* **Provided information**:
--------------------------------------------------
use image::imageops::FilterType;

use crate::config::AppConfig;
use crate::errors::{GradeSystemError, Result};

/// 将上传的头像图片缩放到配置上限以内（默认 300x300），保持纵横比。
/// 已在上限内的图片原样返回编码结果。统一输出 PNG。
pub fn resize_avatar(data: &[u8]) -> Result<Vec<u8>> {
    let max_dim = AppConfig::get().upload.avatar_max_dimension;
    resize_avatar_with_limit(data, max_dim)
}

pub fn resize_avatar_with_limit(data: &[u8], max_dim: u32) -> Result<Vec<u8>> {
    let img = image::load_from_memory(data)
        .map_err(|e| GradeSystemError::file_operation(format!("头像解码失败: {e}")))?;

    let resized = if img.width() > max_dim || img.height() > max_dim {
        img.resize(max_dim, max_dim, FilterType::Lanczos3)
    } else {
        img
    };

    let mut out = Vec::new();
    resized
        .write_to(
            &mut std::io::Cursor::new(&mut out),
            image::ImageFormat::Png,
        )
        .map_err(|e| GradeSystemError::file_operation(format!("头像编码失败: {e}")))?;
    Ok(out)
}

#[cfg(test)]
mod tests {
    use super::*;

    fn png_of_size(width: u32, height: u32) -> Vec<u8> {
        let img = image::DynamicImage::new_rgb8(width, height);
        let mut out = Vec::new();
        img.write_to(
            &mut std::io::Cursor::new(&mut out),
            image::ImageFormat::Png,
        )
        .unwrap();
        out
    }

    #[test]
    fn test_large_avatar_is_shrunk_keeping_aspect() {
        let data = png_of_size(600, 400);
        let resized = resize_avatar_with_limit(&data, 300).unwrap();
        let img = image::load_from_memory(&resized).unwrap();
        assert_eq!(img.width(), 300);
        assert_eq!(img.height(), 200);
    }

    #[test]
    fn test_small_avatar_is_untouched() {
        let data = png_of_size(120, 80);
        let resized = resize_avatar_with_limit(&data, 300).unwrap();
        let img = image::load_from_memory(&resized).unwrap();
        assert_eq!(img.width(), 120);
        assert_eq!(img.height(), 80);
    }

    #[test]
    fn test_garbage_input_is_rejected() {
        assert!(resize_avatar_with_limit(b"not an image", 300).is_err());
    }
}
/*!
 * JWT 认证中间件
 *
 * 验证 Authorization 头中的 access token，并把账号与资料
 * 装入请求扩展（CurrentUser），供后续处理程序与 RequireRole 使用。
 *
 * ## 认证流程
 *
 * 1. 客户端在请求头中包含 `Authorization: Bearer <JWT_TOKEN>`
 * 2. 中间件验证 JWT 令牌
 * 3. 优先从缓存取 token 对应的 CurrentUser，未命中时回源数据库
 * 4. 令牌无效或缺失时返回 401
 *
 * 注意：资料缺失不在这里拦截，CurrentUser.profile 为 None，
 * 由 RequireRole 或处理程序按需拒绝。
 */

use crate::cache::{CacheResult, ObjectCache};
use crate::config::AppConfig;
use crate::middlewares::create_error_response;
use crate::models::users::entities::{AccountRole, CurrentUser};
use crate::models::ErrorCode;
use crate::storage::Storage;
use actix_service::{Service, Transform};
use actix_web::{
    Error, HttpMessage,
    body::EitherBody,
    dev::{ServiceRequest, ServiceResponse},
    http::StatusCode,
};
use futures_util::future::{LocalBoxFuture, Ready, ready};
use std::{rc::Rc, sync::Arc};
use tracing::{debug, info};

const BEARER_PREFIX: &str = "Bearer ";
const AUTHORIZATION_HEADER: &str = "Authorization";

#[derive(Clone)]
pub struct RequireJWT;

// 辅助函数：提取并验证 JWT access token，装配 CurrentUser
async fn extract_and_validate_jwt(req: &ServiceRequest) -> Result<CurrentUser, String> {
    let token = req
        .headers()
        .get(AUTHORIZATION_HEADER)
        .and_then(|h| h.to_str().ok())
        .and_then(|s| s.strip_prefix(BEARER_PREFIX))
        .ok_or_else(|| "Missing or invalid Authorization header".to_string())?;

    let claims = crate::utils::jwt::JwtUtils::verify_access_token(token).map_err(|err| {
        info!("JWT token validation failed: {}", err);
        "Invalid JWT token".to_string()
    })?;

    let cache = req
        .app_data::<actix_web::web::Data<Arc<dyn ObjectCache>>>()
        .expect("Cache not found in app data")
        .get_ref()
        .clone();

    // 优先从缓存取认证上下文
    match cache.get_raw(&format!("user:{token}")).await {
        CacheResult::Found(json) => match serde_json::from_str::<CurrentUser>(&json) {
            Ok(current) => return Ok(current),
            Err(_) => {
                cache.remove(&format!("user:{token}")).await;
                info!("Failed to deserialize user from cache for token: {}", token);
            }
        },
        _ => {
            info!("User not found in cache for token: {}", token);
        }
    };

    let storage = req
        .app_data::<actix_web::web::Data<Arc<dyn Storage>>>()
        .expect("Storage not found in app data")
        .get_ref()
        .clone();

    let user_id = claims
        .sub
        .parse::<i64>()
        .map_err(|_| "Invalid user ID in JWT".to_string())?;

    let account = storage
        .get_account_by_id(user_id)
        .await
        .map_err(|_| "Failed to retrieve account from storage".to_string())?
        .ok_or_else(|| "Account not found".to_string())?;

    let profile = storage
        .get_profile_by_user_id(user_id)
        .await
        .map_err(|_| "Failed to retrieve profile from storage".to_string())?;

    let current = CurrentUser { account, profile };

    // 将认证上下文存入缓存
    let app_config = AppConfig::get();
    if let Ok(json) = serde_json::to_string(&current) {
        cache
            .insert_raw(format!("user:{token}"), json, app_config.cache.default_ttl)
            .await;
    }

    Ok(current)
}

impl<S, B> Transform<S, ServiceRequest> for RequireJWT
where
    S: Service<ServiceRequest, Response = ServiceResponse<B>, Error = Error> + 'static,
    B: 'static,
{
    type Response = ServiceResponse<EitherBody<B>>;
    type Error = Error;
    type InitError = ();
    type Transform = RequireJWTMiddleware<S>;
    type Future = Ready<Result<Self::Transform, Self::InitError>>;

    fn new_transform(&self, service: S) -> Self::Future {
        ready(Ok(RequireJWTMiddleware {
            service: Rc::new(service),
        }))
    }
}

pub struct RequireJWTMiddleware<S> {
    service: Rc<S>,
}

impl<S, B> Service<ServiceRequest> for RequireJWTMiddleware<S>
where
    S: Service<ServiceRequest, Response = ServiceResponse<B>, Error = Error> + 'static,
    B: 'static,
{
    type Response = ServiceResponse<EitherBody<B>>;
    type Error = Error;
    type Future = LocalBoxFuture<'static, Result<Self::Response, Self::Error>>;

    fn poll_ready(
        &self,
        ctx: &mut std::task::Context<'_>,
    ) -> std::task::Poll<Result<(), Self::Error>> {
        self.service.poll_ready(ctx)
    }

    fn call(&self, req: ServiceRequest) -> Self::Future {
        let srv = self.service.clone();
        Box::pin(async move {
            // 处理 OPTIONS 请求
            if req.method() == actix_web::http::Method::OPTIONS {
                return Ok(req.into_response(
                    create_error_response(StatusCode::NO_CONTENT, ErrorCode::Success, "")
                        .map_into_right_body(),
                ));
            }

            match extract_and_validate_jwt(&req).await {
                Ok(current) => {
                    debug!("JWT authentication successful for ID: {}", current.account.id);
                    req.extensions_mut().insert(current);
                    let res = srv.call(req).await?.map_into_left_body();
                    Ok(res)
                }
                Err(err) => {
                    info!(
                        "JWT authentication failed for request to {}: {}",
                        req.path(),
                        err
                    );
                    Ok(req.into_response(
                        create_error_response(
                            StatusCode::UNAUTHORIZED,
                            ErrorCode::Unauthorized,
                            &format!("Unauthorized: {err}"),
                        )
                        .map_into_right_body(),
                    ))
                }
            }
        })
    }
}

// 辅助函数：从请求中提取认证上下文
impl RequireJWT {
    /// 从请求扩展中提取当前用户
    /// 应在应用了 RequireJWT 中间件的路由处理程序中使用
    pub fn extract_current_user(req: &actix_web::HttpRequest) -> Option<CurrentUser> {
        req.extensions().get::<CurrentUser>().cloned()
    }

    /// 从请求扩展中提取账号 ID
    pub fn extract_user_id(req: &actix_web::HttpRequest) -> Option<i64> {
        req.extensions()
            .get::<CurrentUser>()
            .map(|current| current.account.id)
    }

    /// 从请求扩展中提取账号角色（资料缺失时为 None）
    pub fn extract_user_role(req: &actix_web::HttpRequest) -> Option<AccountRole> {
        req.extensions()
            .get::<CurrentUser>()
            .and_then(|current| current.profile.as_ref().map(|p| p.role.clone()))
    }
}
--------------------------------------------------
* **Task instructions**:
From the data above, say how many lines include "None", and write nothing but the number.

* **Exercise answer**:
2